-- ASSIGNED TASK --
In the listing below, every line with the word "command" needs to be copied.

-- MATERIAL FOR THE TASK --
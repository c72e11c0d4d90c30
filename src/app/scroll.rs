// live_transcript — Streaming transcript engine for assistant chat clients
// Copyright (C) 2025  Simon Peter Rothgang
//
// This program is free software: you can redistribute it and/or modify
// it under the terms of the GNU Affero General Public License as
// published by the Free Software Foundation, either version 3 of the
// License, or (at your option) any later version.
//
// This program is distributed in the hope that it will be useful,
// but WITHOUT ANY WARRANTY; without even the implied warranty of
// MERCHANTABILITY or FITNESS FOR A PARTICULAR PURPOSE.  See the
// GNU Affero General Public License for more details.
//
// You should have received a copy of the GNU Affero General Public License
// along with this program.  If not, see <https://www.gnu.org/licenses/>.

use super::follow::{FollowChange, FollowConfig, FollowController, WheelDirection};
use super::scroll_driver::{DriverConfig, DriverTick, FrameScheduler, ScrollDriver};
use super::viewport::{Viewport, ViewportMetrics};
use std::time::Instant;

#[derive(Debug, Clone, Copy, PartialEq)]
pub struct ScrollConfig {
    pub follow: FollowConfig,
    pub driver: DriverConfig,
}

impl ScrollConfig {
    /// Units are terminal rows.
    #[must_use]
    pub fn terminal() -> Self {
        Self {
            follow: FollowConfig { idle_threshold: 1.0, streaming_threshold: 4.0 },
            driver: DriverConfig { epsilon: 0.5, ease_per_ms: 0.015, max_step: 8.0 },
        }
    }

    /// Units are pixels, for hosts with pixel-addressed viewports.
    #[must_use]
    pub fn pixels() -> Self {
        Self {
            follow: FollowConfig { idle_threshold: 40.0, streaming_threshold: 160.0 },
            driver: DriverConfig { epsilon: 0.5, ease_per_ms: 0.012, max_step: 48.0 },
        }
    }
}

impl Default for ScrollConfig {
    fn default() -> Self {
        Self::terminal()
    }
}

/// Follow controller wired to the driver it starts and stops.
#[derive(Debug)]
pub struct ScrollState {
    follow: FollowController,
    driver: ScrollDriver<FrameScheduler>,
}

impl ScrollState {
    #[must_use]
    pub fn new(config: ScrollConfig) -> Self {
        Self {
            follow: FollowController::new(config.follow),
            driver: ScrollDriver::new(config.driver, FrameScheduler::default()),
        }
    }

    #[must_use]
    pub fn should_follow(&self) -> bool {
        self.follow.should_follow()
    }

    #[must_use]
    pub fn driver_running(&self) -> bool {
        self.driver.is_running()
    }

    #[must_use]
    pub fn follow(&self) -> &FollowController {
        &self.follow
    }

    #[must_use]
    pub fn driver(&self) -> &ScrollDriver<FrameScheduler> {
        &self.driver
    }

    pub fn observe_scroll(&mut self, metrics: ViewportMetrics) {
        let change = self.follow.on_scroll(metrics);
        self.apply(change);
    }

    pub fn observe_wheel(&mut self, direction: WheelDirection, metrics: ViewportMetrics) {
        let change = self.follow.on_wheel(direction, metrics);
        self.apply(change);
    }

    /// New content was measured. Starts the driver only while following.
    pub fn observe_content_growth(&mut self) {
        if self.follow.should_follow() {
            self.driver.start();
        }
    }

    pub fn begin_turn(&mut self, metrics: ViewportMetrics) {
        let change = self.follow.on_turn_start(metrics);
        self.apply(change);
    }

    pub fn end_turn(&mut self) {
        self.follow.on_turn_end();
    }

    /// Deliver this frame's tick, if one is due, and report the driver's
    /// own viewport writes back to the controller.
    pub fn on_frame(&mut self, now: Instant, viewport: Option<&mut dyn Viewport>) -> Option<DriverTick> {
        let handle = self.driver.scheduler_mut().take_due()?;
        let Some(viewport) = viewport else {
            return Some(self.driver.tick(handle, now, None));
        };
        let tick = self.driver.tick(handle, now, Some(&mut *viewport));
        if matches!(tick, DriverTick::Advanced { .. } | DriverTick::Settled) {
            let change = self.follow.on_scroll(viewport.metrics());
            self.apply(change);
        }
        Some(tick)
    }

    /// Conversation switch: cancel any animation and follow again.
    pub fn reset(&mut self) {
        self.driver.stop();
        self.follow.reset();
    }

    fn apply(&mut self, change: FollowChange) {
        match change {
            FollowChange::Disabled => self.driver.stop(),
            FollowChange::Enabled => self.driver.start(),
            FollowChange::Unchanged => {}
        }
    }
}
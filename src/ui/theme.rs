// live_transcript — Streaming transcript engine for assistant chat clients
// Copyright (C) 2025  Simon Peter Rothgang
//
// This program is free software: you can redistribute it and/or modify
// it under the terms of the GNU Affero General Public License as
// published by the Free Software Foundation, either version 3 of the
// License, or (at your option) any later version.
//
// This program is distributed in the hope that it will be useful,
// but WITHOUT ANY WARRANTY; without even the implied warranty of
// MERCHANTABILITY or FITNESS FOR A PARTICULAR PURPOSE.  See the
// GNU Affero General Public License for more details.
//
// You should have received a copy of the GNU Affero General Public License
// along with this program.  If not, see <https://www.gnu.org/licenses/>.

use ratatui::style::Color;

// Accent
pub const RUST_ORANGE: Color = Color::Rgb(244, 118, 0);

// UI chrome
pub const DIM: Color = Color::DarkGray;
pub const SEPARATOR_CHAR: &str = "─";
/// Appended to the tail segment of the streaming message.
pub const STREAM_CURSOR: &str = "▍";

// Role header colors
pub const ROLE_USER: Color = Color::White;
pub const ROLE_ASSISTANT: Color = RUST_ORANGE;

// User message background
pub const USER_MSG_BG: Color = Color::Rgb(40, 44, 52);

// Reasoning header
pub const ICON_REASONING: &str = "✻";

// Tool status icons
pub const ICON_AWAITING_PERMISSION: &str = "?";
pub const ICON_COMPLETED: &str = "✓";
pub const ICON_REJECTED: &str = "✗";
pub const ICON_INTERRUPTED: &str = "⊘";

// Status colors
pub const STATUS_ERROR: Color = Color::Red;
pub const STATUS_WARNING: Color = Color::Yellow;

pub const SPINNER_FRAMES: &[&str] = &[
    "\u{280B}", "\u{2819}", "\u{2839}", "\u{2838}", "\u{283C}", "\u{2834}", "\u{2826}", "\u{2827}",
    "\u{2807}", "\u{280F}",
];

#[must_use]
pub fn spinner(frame: usize) -> &'static str {
    SPINNER_FRAMES[frame % SPINNER_FRAMES.len()]
}
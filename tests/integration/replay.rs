// =====
// TESTS: 5
// =====
//
// Replay loading and playback into the app's event channel.

use live_transcript::agent::events::ClientEvent;
use live_transcript::agent::replay::{self, Pacing, ReplayError};
use live_transcript::app::{AppStatus, MessageRole, Segment, ToolPhase, tool_phase};
use live_transcript::error::AppError;
use pretty_assertions::assert_eq;
use std::io::Write as _;
use std::time::Duration;

use crate::helpers::{send_client_event, test_app};

const SESSION: &str = r#"
{"type":"user_message","text":"list the files"}
{"type":"turn_start","message_id":"a1"}
{"type":"reasoning_delta","text":"I should run ls.","delay_ms":40}
{"type":"text_delta","text":"Running it now."}
{"type":"tool_start","id":"t1","name":"bash"}
{"type":"tool_args_delta","id":"t1","text":"{\"command\":"}
{"type":"tool_args_delta","id":"t1","text":"\"ls\"}"}
{"type":"tool_args_final","id":"t1"}
{"type":"tool_result","id":"t1","result":"a.txt\nb.txt","delay_ms":25}
{"type":"text_delta","text":"Two files."}
{"type":"turn_end","outcome":"success","usage":{"input":10,"output":20}}
"#;

fn write_replay(contents: &str) -> tempfile::NamedTempFile {
    let mut file = tempfile::NamedTempFile::new().unwrap();
    file.write_all(contents.as_bytes()).unwrap();
    file
}

#[tokio::test]
async fn recorded_session_plays_into_history() {
    let file = write_replay(SESSION);
    let records = replay::load_replay(file.path()).await.unwrap();
    assert_eq!(records.len(), 11);

    let mut app = test_app();
    let tx = app.event_tx.clone();
    replay::run_replay(records, tx, Pacing { speed: 1.0, skip_delays: true }).await;
    while let Ok(event) = app.event_rx.try_recv() {
        send_client_event(&mut app, event);
    }

    assert!(app.replay_finished);
    assert!(matches!(app.status, AppStatus::Ready));
    assert_eq!(app.history.len(), 2);
    assert_eq!(app.history[0].role, MessageRole::User);

    let assistant = &app.history[1];
    assert_eq!(assistant.id, "a1");
    assert_eq!(assistant.content, "Running it now.Two files.");
    assert_eq!(assistant.usage.output, 20);
    let segments = assistant.segments.as_ref().unwrap();
    assert_eq!(segments.len(), 4);
    assert!(matches!(segments[0], Segment::Reasoning { duration_ms: Some(_), .. }));
    let tool = segments[2].as_tool().unwrap();
    assert_eq!(tool.args.get("command").and_then(|v| v.as_str()), Some("ls"));
    assert_eq!(tool_phase(tool, None), ToolPhase::Completed);
}

#[tokio::test]
async fn history_line_loads_a_conversation() {
    let file = write_replay(
        r#"{"type":"history","messages":[{"id":"u1","role":"user","content":"hi"},{"id":"a1","role":"assistant","content":"hello","reasoning":"greet back"}]}"#,
    );
    let records = replay::load_replay(file.path()).await.unwrap();
    let mut app = test_app();
    for record in records {
        send_client_event(&mut app, record.event);
    }
    assert_eq!(app.history.len(), 2);
    assert!(app.history[1].segments.is_none(), "legacy shape is kept as-is");
}

#[tokio::test]
async fn missing_file_maps_to_not_found() {
    let dir = tempfile::tempdir().unwrap();
    let err = replay::load_replay(&dir.path().join("absent.jsonl")).await.unwrap_err();
    assert!(matches!(err, ReplayError::Io { .. }));
    assert_eq!(AppError::from(&err), AppError::ReplayNotFound);
}

#[tokio::test]
async fn malformed_line_reports_its_number() {
    let file = write_replay("{\"type\":\"text_delta\",\"text\":\"ok\"}\n\n{\"type\":\"text_delta\"\n");
    let err = replay::load_replay(file.path()).await.unwrap_err();
    let ReplayError::Decode { line, .. } = &err else {
        panic!("expected decode error, got {err}");
    };
    assert_eq!(*line, 3);
    assert_eq!(AppError::from(&err), AppError::ReplayMalformed);
}

#[tokio::test(start_paused = true)]
async fn recorded_delays_are_honored() {
    let records = replay::parse_replay(
        "{\"type\":\"text_delta\",\"text\":\"a\",\"delay_ms\":500}\n{\"type\":\"text_delta\",\"text\":\"b\",\"delay_ms\":500}",
    )
    .unwrap();
    let (tx, mut rx) = tokio::sync::mpsc::unbounded_channel();
    let started = tokio::time::Instant::now();
    replay::run_replay(records, tx, Pacing { speed: 2.0, skip_delays: false }).await;

    let elapsed = started.elapsed();
    assert!(elapsed >= Duration::from_millis(500) && elapsed < Duration::from_millis(510), "{elapsed:?}");
    let mut events = Vec::new();
    while let Ok(event) = rx.try_recv() {
        events.push(event);
    }
    assert_eq!(events.len(), 3);
    assert_eq!(events.last(), Some(&ClientEvent::ReplayFinished));
}
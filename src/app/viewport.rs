// live_transcript — Streaming transcript engine for assistant chat clients
// Copyright (C) 2025  Simon Peter Rothgang
//
// This program is free software: you can redistribute it and/or modify
// it under the terms of the GNU Affero General Public License as
// published by the Free Software Foundation, either version 3 of the
// License, or (at your option) any later version.
//
// This program is distributed in the hope that it will be useful,
// but WITHOUT ANY WARRANTY; without even the implied warranty of
// MERCHANTABILITY or FITNESS FOR A PARTICULAR PURPOSE.  See the
// GNU Affero General Public License for more details.
//
// You should have received a copy of the GNU Affero General Public License
// along with this program.  If not, see <https://www.gnu.org/licenses/>.

/// Snapshot of a scrollable viewport, in viewport units (rows for the terminal).
#[derive(Debug, Clone, Copy, Default, PartialEq)]
pub struct ViewportMetrics {
    pub scroll_top: f32,
    pub scroll_height: f32,
    pub client_height: f32,
}

impl ViewportMetrics {
    #[must_use]
    pub fn max_scroll_top(&self) -> f32 {
        (self.scroll_height - self.client_height).max(0.0)
    }

    /// `scroll_height - scroll_top - client_height`, never negative.
    #[must_use]
    pub fn distance_from_bottom(&self) -> f32 {
        (self.max_scroll_top() - self.scroll_top).max(0.0)
    }
}

/// What the scroll driver mutates.
pub trait Viewport {
    fn metrics(&self) -> ViewportMetrics;
    fn set_scroll_top(&mut self, scroll_top: f32);
}

/// Scroll geometry of the chat pane. Writes are clamped to `[0, max_scroll_top]`.
#[derive(Debug, Clone, Default, PartialEq)]
pub struct ChatViewport {
    scroll_top: f32,
    content_height: f32,
    client_height: f32,
}

impl ChatViewport {
    #[must_use]
    pub fn new() -> Self {
        Self::default()
    }

    /// Update content height after a render. Returns true when content grew.
    pub fn set_content_height(&mut self, height: f32) -> bool {
        let grew = height > self.content_height;
        self.content_height = height.max(0.0);
        self.clamp();
        grew
    }

    pub fn set_client_height(&mut self, height: f32) {
        self.client_height = height.max(0.0);
        self.clamp();
    }

    /// Move by `delta` units (negative scrolls toward earlier content).
    pub fn scroll_by(&mut self, delta: f32) {
        self.set_scroll_top(self.scroll_top + delta);
    }

    pub fn scroll_to_bottom(&mut self) {
        self.scroll_top = self.metrics().max_scroll_top();
    }

    /// First visible row for the terminal renderer.
    #[must_use]
    #[allow(clippy::cast_possible_truncation, clippy::cast_sign_loss)]
    pub fn row_offset(&self) -> u16 {
        self.scroll_top.round().clamp(0.0, f32::from(u16::MAX)) as u16
    }

    pub fn reset(&mut self) {
        self.scroll_top = 0.0;
        self.content_height = 0.0;
    }

    fn clamp(&mut self) {
        self.scroll_top = self.scroll_top.clamp(0.0, self.metrics().max_scroll_top());
    }
}

impl Viewport for ChatViewport {
    fn metrics(&self) -> ViewportMetrics {
        ViewportMetrics {
            scroll_top: self.scroll_top,
            scroll_height: self.content_height,
            client_height: self.client_height,
        }
    }

    fn set_scroll_top(&mut self, scroll_top: f32) {
        self.scroll_top = scroll_top;
        self.clamp();
    }
}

-- REPLY --
{"type":"tool_args_delta","id":"t1","text":"{\"command\":"}
    assert_eq!(tool.args.get("command").and_then(|v| v.as_str()), Some("ls"));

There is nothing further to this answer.